Todo este pasaje (versillos 25-30) recuerda la agonía de Jesús en Getsemaní y su transfiguración en el Tabor. Juan, uno de los tres testigos en ambos casos, no dice nada expresamente al respecto; pero aquí recoge veladamente la misma experiencia.
La "hora de Jesús" es también la hora del mundo. En ella se manifiesta que Dios es Amor, pero también queda al descubierto el pecado del mundo. Es la hora de la exaltación de Jesús, de su muerte y de su gloria. Es la hora del juicio contra Satanás y su ralea, pero también la hora del perdón para cuantos creen en Él. Es la hora en la que Dios convoca a todos los elegidos en torno al que es "exaltado". Pues todo lo que podemos esperar y temer es fruto y consecuencia de la victoria y del juicio que acontece en la cruz de Cristo (“Eucaristía 1988”).

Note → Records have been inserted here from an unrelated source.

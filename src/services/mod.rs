//! Business operations
//!
//! Each service owns a handle on the repository and enforces the team
//! permissions before touching data. Handlers stay thin.

pub mod comments;
pub mod events;
pub mod proposals;
pub mod reviews;
pub mod teams;
pub mod users;

pub use comments::CommentService;
pub use events::EventService;
pub use proposals::ProposalService;
pub use reviews::ReviewService;
pub use teams::TeamService;
pub use users::UserService;

use crate::error::{forbidden_error, not_found_error, AppError};
use crate::models::{Event, Proposal, Team, TeamMember, User};
use crate::store::Repository;
use rand::distributions::Alphanumeric;
use rand::Rng;
use std::collections::HashMap;
use uuid::Uuid;

/// Random alphanumeric token, used for invitation codes and API keys
pub(crate) fn random_token(len: usize) -> String {
    rand::thread_rng()
        .sample_iter(&Alphanumeric)
        .take(len)
        .map(char::from)
        .collect()
}

/// Resolve a team by slug and the caller's membership in it
pub(crate) async fn team_membership(
    repo: &dyn Repository,
    team_slug: &str,
    user_id: Uuid,
) -> Result<(Team, TeamMember), AppError> {
    let team = repo
        .find_team_by_slug(team_slug)
        .await?
        .ok_or_else(|| not_found_error(format!("Team '{}' not found", team_slug)))?;
    let member = repo
        .find_member(team.id, user_id)
        .await?
        .ok_or_else(|| forbidden_error("You are not a member of this team"))?;
    Ok((team, member))
}

/// Resolve an event that must belong to `team`
pub(crate) async fn team_event(
    repo: &dyn Repository,
    team: &Team,
    event_slug: &str,
) -> Result<Event, AppError> {
    repo.find_event_by_slug(event_slug)
        .await?
        .filter(|e| e.team_id == team.id)
        .ok_or_else(|| not_found_error(format!("Event '{}' not found", event_slug)))
}

/// Resolve a proposal that must belong to `event`
pub(crate) async fn event_proposal(
    repo: &dyn Repository,
    event: &Event,
    proposal_id: Uuid,
) -> Result<Proposal, AppError> {
    repo.find_proposal(proposal_id)
        .await?
        .filter(|p| p.event_id == event.id)
        .ok_or_else(|| not_found_error(format!("Proposal {} not found", proposal_id)))
}

/// Load the users behind `ids`, keyed by id
pub(crate) async fn users_by_id(
    repo: &dyn Repository,
    ids: &[Uuid],
) -> Result<HashMap<Uuid, User>, AppError> {
    let mut unique = ids.to_vec();
    unique.sort();
    unique.dedup();
    Ok(repo
        .find_users(&unique)
        .await?
        .into_iter()
        .map(|u| (u.id, u))
        .collect())
}

/// Map a store conflict on a slug to a validation error
pub(crate) fn slug_taken(err: AppError, slug: &str) -> AppError {
    match err {
        AppError::Conflict(_) => AppError::Validation(format!(
            "This URL ('{}') already exists, please try another one.",
            slug
        )),
        other => other,
    }
}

La utilización del fantasma de la muerte contra la vida estaba muy lejos del genuino sentido cristiano de la vida y de la muerte. Y desde luego difícilmente podía conseguir la aceptación de la muerte, cuando más bien provocaba miedo y rechazo. Y es que no se puede aceptar cristianamente la muerte si no se acepta cristianamente la vida, es decir, si no se toma en serio la vida y el compromiso que nos une indisolublemente a la suerte de todos los hermanos. La aceptación de la muerte, como punto final de la vida, cuando se vive "fuera de este mundo", no puede tener otro sentido que un simulacro de suicidio egoísta y cicatero.
Ese sentido fantasmal de la muerte no puede nacer de la esperanza cristiana. Aunque muy bien ha podido originarse en una mala interpretación de la pasión y muerte de Jesús, que ha enfatizado los aspectos trágicos y tremendistas de la crucifixión, olvidando los sentimientos profundos del Crucificado. Jesús, en efecto, aceptó la muerte, no precisamente en cuanto fin de la vida, sino en el colmo de su amor y obediencia al Padre y de su amor y servicio a los hombres. De manera que lo que acepta es la vida, el amor, la obediencia a Dios antes que a los hombres, el servicio a los hombres antes que su propio deseo.
Sólo así puede tener sentido cristiano la aceptación de la muerte. Aceptando la vida y su compromiso. No haciendo de la vida un botín o un sálvese el que pueda y menos aún tratando de sobrevivir a costa de lo que sea y de quien sea. Sino aceptando la vida como responsabilidad y solidaridad con todos, de suerte que la vida sea un acto de servicio al prójimo.
Aceptar la muerte no es retorcerse las meninges para comprender lo incomprensible o tratar de justificar lo injustificable. No es, pues, aceptar la muerte de los otros o la muerte contra los otros. Es vivir con tal generosidad y amor a los demás que se esté dispuesto a no cejar en el empeño hasta llegar al límite, al colmo de dar la vida, minuto a minuto y toda entera, en la lucha por la justicia, por la paz y por la fraternidad universal (“Eucaristía 1982”).
Hoy resuena el grito esperado de Jesús: «Ya ha llegado la hora.» Sí, ha llegado la hora, y estamos viviendo en ella, en que la antigua alianza cede el paso a la nueva, la alianza por la sangre de Cristo. En esta nueva alianza vivimos hoy los cristianos. Pero, ¿en qué consiste realmente? ¿Cuál es su esencia? ¿En qué se distingue de la antigua? Para que todo no quede en buenas palabras, una vez más la liturgia nos urge a una profunda reflexión a partir de los textos bíblicos, para que la realidad de la alianza sea lo mismo que fue para Cristo: filial obediencia al Padre y generosa ofrenda por la liberación de los hombres (Santos Benetti).